- **YOUR OBJECTIVE**
Every line with the word "HashMap" in it should be extracted from the data that follows.

- **DATASET EXTRACT**
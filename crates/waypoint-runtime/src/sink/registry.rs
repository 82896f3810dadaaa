use std::collections::HashMap;

use tokio::sync::{broadcast, RwLock};

use waypoint_core::{BoxFuture, ConnectionSink, Endpoint, MembershipSet, Result, ServiceName};

/// Default capacity of the event channel.
const DEFAULT_EVENT_BUFFER: usize = 256;

/// A change to the live endpoint table.
#[derive(Debug, Clone, PartialEq, Eq)]
pub enum MembershipEvent {
    /// The whole membership of a service was (re)loaded.
    Populated {
        service: ServiceName,
        members: MembershipSet,
    },
    /// Endpoints went away.
    Offline {
        service: ServiceName,
        members: MembershipSet,
    },
    /// Endpoints appeared.
    Online {
        service: ServiceName,
        members: MembershipSet,
    },
}

impl MembershipEvent {
    /// The service the event is about.
    pub fn service(&self) -> &ServiceName {
        match self {
            Self::Populated { service, .. }
            | Self::Offline { service, .. }
            | Self::Online { service, .. } => service,
        }
    }
}

/// Live endpoint table per service, fed by discovery agents.
///
/// Consumers read the current endpoints with [`endpoints`](Self::endpoints)
/// or follow changes through [`subscribe`](Self::subscribe).
pub struct ConnectionRegistry {
    services: RwLock<HashMap<ServiceName, MembershipSet>>,
    event_tx: broadcast::Sender<MembershipEvent>,
}

impl ConnectionRegistry {
    /// Create an empty registry.
    pub fn new() -> Self {
        Self::with_buffer(DEFAULT_EVENT_BUFFER)
    }

    /// Create an empty registry with a given event buffer.
    pub fn with_buffer(buffer: usize) -> Self {
        let (event_tx, _) = broadcast::channel(buffer);
        Self {
            services: RwLock::new(HashMap::new()),
            event_tx,
        }
    }

    /// Subscribe to membership events.
    pub fn subscribe(&self) -> broadcast::Receiver<MembershipEvent> {
        self.event_tx.subscribe()
    }

    /// Current endpoints of a service, empty if unknown.
    pub async fn endpoints(&self, service: &ServiceName) -> Vec<Endpoint> {
        self.services
            .read()
            .await
            .get(service)
            .map(|members| members.iter().cloned().collect())
            .unwrap_or_default()
    }

    /// Services with at least one known endpoint.
    pub async fn services(&self) -> Vec<ServiceName> {
        let services = self.services.read().await;
        let mut names: Vec<_> = services
            .iter()
            .filter(|(_, members)| !members.is_empty())
            .map(|(name, _)| name.clone())
            .collect();
        names.sort();
        names
    }

    fn publish(&self, event: MembershipEvent) {
        // No subscribers is fine.
        let _ = self.event_tx.send(event);
    }
}

impl Default for ConnectionRegistry {
    fn default() -> Self {
        Self::new()
    }
}

impl ConnectionSink for ConnectionRegistry {
    fn populate<'a>(
        &'a self,
        service: &'a ServiceName,
        members: &'a MembershipSet,
    ) -> BoxFuture<'a, Result<()>> {
        Box::pin(async move {
            self.services
                .write()
                .await
                .insert(service.clone(), members.clone());

            tracing::debug!(service = %service, endpoints = members.len(), "Registry populated");
            self.publish(MembershipEvent::Populated {
                service: service.clone(),
                members: members.clone(),
            });
            Ok(())
        })
    }

    fn remove_endpoints<'a>(
        &'a self,
        service: &'a ServiceName,
        offline: &'a MembershipSet,
    ) -> BoxFuture<'a, Result<()>> {
        Box::pin(async move {
            {
                let mut services = self.services.write().await;
                if let Some(current) = services.get(service) {
                    let remaining = current.difference(offline);
                    services.insert(service.clone(), remaining);
                }
            }

            self.publish(MembershipEvent::Offline {
                service: service.clone(),
                members: offline.clone(),
            });
            Ok(())
        })
    }

    fn add_endpoints<'a>(
        &'a self,
        service: &'a ServiceName,
        online: &'a MembershipSet,
    ) -> BoxFuture<'a, Result<()>> {
        Box::pin(async move {
            {
                let mut services = self.services.write().await;
                let current = services.entry(service.clone()).or_default();
                for endpoint in online.iter() {
                    current.insert(endpoint.clone());
                }
            }

            self.publish(MembershipEvent::Online {
                service: service.clone(),
                members: online.clone(),
            });
            Ok(())
        })
    }
}

#[cfg(test)]
mod tests {
    use super::*;
    use waypoint_core::testing::endpoint;

    fn service() -> ServiceName {
        ServiceName::new("orders").unwrap()
    }

    fn members(hosts: &[&str]) -> MembershipSet {
        hosts.iter().map(|host| endpoint(host, 8000)).collect()
    }

    fn hosts(endpoints: &[Endpoint]) -> Vec<&str> {
        endpoints.iter().map(|e| e.host.as_str()).collect()
    }

    #[tokio::test]
    async fn test_populate_replaces_table() {
        let registry = ConnectionRegistry::new();

        registry
            .populate(&service(), &members(&["10.0.0.1", "10.0.0.2"]))
            .await
            .unwrap();
        registry
            .populate(&service(), &members(&["10.0.0.3"]))
            .await
            .unwrap();

        assert_eq!(hosts(&registry.endpoints(&service()).await), vec!["10.0.0.3"]);
        assert_eq!(registry.services().await, vec![service()]);
    }

    #[tokio::test]
    async fn test_incremental_changes() {
        let registry = ConnectionRegistry::new();
        registry
            .populate(&service(), &members(&["10.0.0.1", "10.0.0.2"]))
            .await
            .unwrap();

        registry
            .remove_endpoints(&service(), &members(&["10.0.0.1"]))
            .await
            .unwrap();
        registry
            .add_endpoints(&service(), &members(&["10.0.0.3"]))
            .await
            .unwrap();

        assert_eq!(
            hosts(&registry.endpoints(&service()).await),
            vec!["10.0.0.2", "10.0.0.3"]
        );
    }

    #[tokio::test]
    async fn test_unknown_service_is_empty() {
        let registry = ConnectionRegistry::new();
        assert!(registry.endpoints(&service()).await.is_empty());

        registry
            .remove_endpoints(&service(), &members(&["10.0.0.1"]))
            .await
            .unwrap();
        assert!(registry.services().await.is_empty());
    }

    #[tokio::test]
    async fn test_events_are_broadcast() {
        let registry = ConnectionRegistry::new();
        let mut events = registry.subscribe();

        registry
            .populate(&service(), &members(&["10.0.0.1"]))
            .await
            .unwrap();
        registry
            .add_endpoints(&service(), &members(&["10.0.0.2"]))
            .await
            .unwrap();
        registry
            .remove_endpoints(&service(), &members(&["10.0.0.1"]))
            .await
            .unwrap();

        assert_eq!(
            events.recv().await.unwrap(),
            MembershipEvent::Populated {
                service: service(),
                members: members(&["10.0.0.1"]),
            }
        );
        assert!(matches!(
            events.recv().await.unwrap(),
            MembershipEvent::Online { .. }
        ));
        let offline = events.recv().await.unwrap();
        assert!(matches!(offline, MembershipEvent::Offline { .. }));
        assert_eq!(offline.service(), &service());
    }
}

- **EXPECTED ANSWER**
use std::collections::HashMap;
    services: RwLock<HashMap<ServiceName, MembershipSet>>,
            services: RwLock::new(HashMap::new()),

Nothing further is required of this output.